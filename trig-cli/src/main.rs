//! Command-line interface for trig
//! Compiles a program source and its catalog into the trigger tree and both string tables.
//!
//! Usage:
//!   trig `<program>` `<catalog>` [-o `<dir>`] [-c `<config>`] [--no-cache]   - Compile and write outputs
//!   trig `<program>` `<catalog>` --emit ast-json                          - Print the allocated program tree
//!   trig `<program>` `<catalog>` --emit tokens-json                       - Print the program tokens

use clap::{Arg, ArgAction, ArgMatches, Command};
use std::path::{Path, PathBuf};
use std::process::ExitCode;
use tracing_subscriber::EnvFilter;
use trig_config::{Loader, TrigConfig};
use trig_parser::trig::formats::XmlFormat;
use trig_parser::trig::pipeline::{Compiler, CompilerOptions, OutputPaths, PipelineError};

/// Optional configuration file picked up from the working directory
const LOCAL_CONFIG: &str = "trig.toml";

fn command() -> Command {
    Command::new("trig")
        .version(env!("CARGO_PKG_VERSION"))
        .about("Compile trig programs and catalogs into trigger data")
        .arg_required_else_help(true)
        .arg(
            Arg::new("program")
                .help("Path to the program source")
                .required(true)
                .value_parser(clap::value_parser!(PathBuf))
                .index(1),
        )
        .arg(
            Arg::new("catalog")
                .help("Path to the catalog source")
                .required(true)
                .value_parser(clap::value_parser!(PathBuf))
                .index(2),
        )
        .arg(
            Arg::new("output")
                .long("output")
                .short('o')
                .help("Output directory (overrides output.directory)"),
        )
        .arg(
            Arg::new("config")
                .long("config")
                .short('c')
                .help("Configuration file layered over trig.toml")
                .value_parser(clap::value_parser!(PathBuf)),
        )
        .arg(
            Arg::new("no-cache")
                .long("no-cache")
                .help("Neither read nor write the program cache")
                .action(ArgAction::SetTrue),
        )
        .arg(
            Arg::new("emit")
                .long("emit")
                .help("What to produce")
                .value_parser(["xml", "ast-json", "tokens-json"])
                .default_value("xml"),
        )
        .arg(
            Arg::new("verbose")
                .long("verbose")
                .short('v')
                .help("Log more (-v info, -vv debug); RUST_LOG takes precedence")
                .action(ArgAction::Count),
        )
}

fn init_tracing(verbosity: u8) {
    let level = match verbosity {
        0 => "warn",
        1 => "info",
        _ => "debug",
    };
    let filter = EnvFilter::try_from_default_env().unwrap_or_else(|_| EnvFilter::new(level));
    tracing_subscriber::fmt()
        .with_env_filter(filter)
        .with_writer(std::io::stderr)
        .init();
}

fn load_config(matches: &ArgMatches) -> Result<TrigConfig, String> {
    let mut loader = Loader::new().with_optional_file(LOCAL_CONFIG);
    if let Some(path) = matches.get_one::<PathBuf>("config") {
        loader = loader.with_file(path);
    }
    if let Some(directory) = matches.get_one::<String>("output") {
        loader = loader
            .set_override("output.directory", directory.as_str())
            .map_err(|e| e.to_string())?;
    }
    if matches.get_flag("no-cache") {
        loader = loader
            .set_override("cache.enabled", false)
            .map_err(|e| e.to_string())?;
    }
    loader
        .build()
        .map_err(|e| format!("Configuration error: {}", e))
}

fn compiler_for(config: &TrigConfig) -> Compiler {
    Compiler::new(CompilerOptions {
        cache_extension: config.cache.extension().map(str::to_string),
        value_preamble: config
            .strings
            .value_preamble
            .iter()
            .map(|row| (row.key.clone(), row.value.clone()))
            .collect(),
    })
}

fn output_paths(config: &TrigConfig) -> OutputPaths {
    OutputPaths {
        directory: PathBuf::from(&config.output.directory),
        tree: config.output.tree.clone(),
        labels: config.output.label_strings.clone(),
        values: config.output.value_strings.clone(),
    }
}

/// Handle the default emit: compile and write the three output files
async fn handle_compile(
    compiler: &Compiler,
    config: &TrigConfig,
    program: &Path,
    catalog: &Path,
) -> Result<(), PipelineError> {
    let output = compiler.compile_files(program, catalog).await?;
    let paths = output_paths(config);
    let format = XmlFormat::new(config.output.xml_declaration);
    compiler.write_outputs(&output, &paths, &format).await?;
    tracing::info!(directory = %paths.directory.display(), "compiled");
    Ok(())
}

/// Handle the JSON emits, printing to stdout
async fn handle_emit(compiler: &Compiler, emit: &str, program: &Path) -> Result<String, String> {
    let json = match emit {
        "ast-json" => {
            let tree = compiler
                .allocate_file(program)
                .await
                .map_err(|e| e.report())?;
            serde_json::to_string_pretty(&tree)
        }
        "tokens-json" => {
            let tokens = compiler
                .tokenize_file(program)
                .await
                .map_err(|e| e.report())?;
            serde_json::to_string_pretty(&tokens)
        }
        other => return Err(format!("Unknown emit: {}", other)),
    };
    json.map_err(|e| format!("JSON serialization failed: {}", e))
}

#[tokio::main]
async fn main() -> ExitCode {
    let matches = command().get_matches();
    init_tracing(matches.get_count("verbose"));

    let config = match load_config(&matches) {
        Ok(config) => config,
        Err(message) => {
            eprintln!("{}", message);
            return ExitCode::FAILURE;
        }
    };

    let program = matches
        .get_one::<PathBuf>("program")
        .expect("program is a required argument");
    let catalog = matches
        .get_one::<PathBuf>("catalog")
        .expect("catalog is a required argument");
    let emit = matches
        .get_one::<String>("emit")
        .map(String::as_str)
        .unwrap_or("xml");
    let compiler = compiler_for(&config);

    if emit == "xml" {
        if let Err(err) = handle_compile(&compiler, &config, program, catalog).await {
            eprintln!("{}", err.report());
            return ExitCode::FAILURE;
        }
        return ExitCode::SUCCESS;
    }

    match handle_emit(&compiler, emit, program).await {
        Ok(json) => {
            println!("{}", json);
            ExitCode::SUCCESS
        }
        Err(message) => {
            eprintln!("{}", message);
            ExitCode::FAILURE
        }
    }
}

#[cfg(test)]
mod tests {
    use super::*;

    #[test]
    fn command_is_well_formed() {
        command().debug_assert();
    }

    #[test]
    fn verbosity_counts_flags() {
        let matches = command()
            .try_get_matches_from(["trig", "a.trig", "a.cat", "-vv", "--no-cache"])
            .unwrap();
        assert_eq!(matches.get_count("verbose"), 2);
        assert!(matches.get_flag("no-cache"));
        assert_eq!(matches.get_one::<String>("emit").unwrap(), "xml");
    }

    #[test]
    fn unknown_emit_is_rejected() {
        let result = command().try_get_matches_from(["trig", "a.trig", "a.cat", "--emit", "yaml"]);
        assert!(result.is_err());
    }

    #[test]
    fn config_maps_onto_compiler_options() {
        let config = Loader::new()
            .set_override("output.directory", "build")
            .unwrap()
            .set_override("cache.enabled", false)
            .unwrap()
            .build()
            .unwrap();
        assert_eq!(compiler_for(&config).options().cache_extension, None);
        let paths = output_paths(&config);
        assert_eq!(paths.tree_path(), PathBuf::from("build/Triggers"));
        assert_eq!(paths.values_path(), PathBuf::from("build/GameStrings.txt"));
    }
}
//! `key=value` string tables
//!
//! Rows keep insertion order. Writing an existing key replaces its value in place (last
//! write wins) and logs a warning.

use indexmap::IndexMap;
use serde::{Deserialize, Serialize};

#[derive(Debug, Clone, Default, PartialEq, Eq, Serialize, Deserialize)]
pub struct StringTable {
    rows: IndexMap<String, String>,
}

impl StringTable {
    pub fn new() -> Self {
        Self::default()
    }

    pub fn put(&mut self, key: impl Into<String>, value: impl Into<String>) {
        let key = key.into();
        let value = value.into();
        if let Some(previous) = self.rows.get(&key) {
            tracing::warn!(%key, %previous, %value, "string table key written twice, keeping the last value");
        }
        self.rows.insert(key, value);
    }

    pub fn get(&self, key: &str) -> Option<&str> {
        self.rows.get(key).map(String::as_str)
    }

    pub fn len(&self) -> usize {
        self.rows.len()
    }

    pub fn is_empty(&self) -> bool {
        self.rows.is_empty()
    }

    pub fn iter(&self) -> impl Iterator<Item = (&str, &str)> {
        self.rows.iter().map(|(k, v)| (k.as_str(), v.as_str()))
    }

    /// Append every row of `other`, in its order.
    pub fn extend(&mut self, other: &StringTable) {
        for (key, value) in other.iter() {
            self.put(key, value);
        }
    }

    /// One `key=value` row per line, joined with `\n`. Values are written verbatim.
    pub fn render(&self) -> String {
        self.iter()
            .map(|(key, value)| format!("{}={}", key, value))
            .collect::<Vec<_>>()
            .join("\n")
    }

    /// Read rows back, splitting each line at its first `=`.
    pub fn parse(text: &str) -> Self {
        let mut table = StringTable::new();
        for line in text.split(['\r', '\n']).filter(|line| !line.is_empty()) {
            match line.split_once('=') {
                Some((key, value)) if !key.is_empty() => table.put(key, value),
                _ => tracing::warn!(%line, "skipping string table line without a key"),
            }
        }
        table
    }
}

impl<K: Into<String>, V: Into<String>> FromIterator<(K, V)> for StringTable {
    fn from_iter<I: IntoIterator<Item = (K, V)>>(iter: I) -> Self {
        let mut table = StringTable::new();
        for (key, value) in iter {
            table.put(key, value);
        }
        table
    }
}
══════════════════════════════
■ Exercise
Lines with the word "async" in them: report all of these from the listing above.

■ Expected answer
async fn handle_compile(
async fn handle_emit(compiler: &Compiler, emit: &str, program: &Path) -> Result<String, String> {
async fn main() -> ExitCode {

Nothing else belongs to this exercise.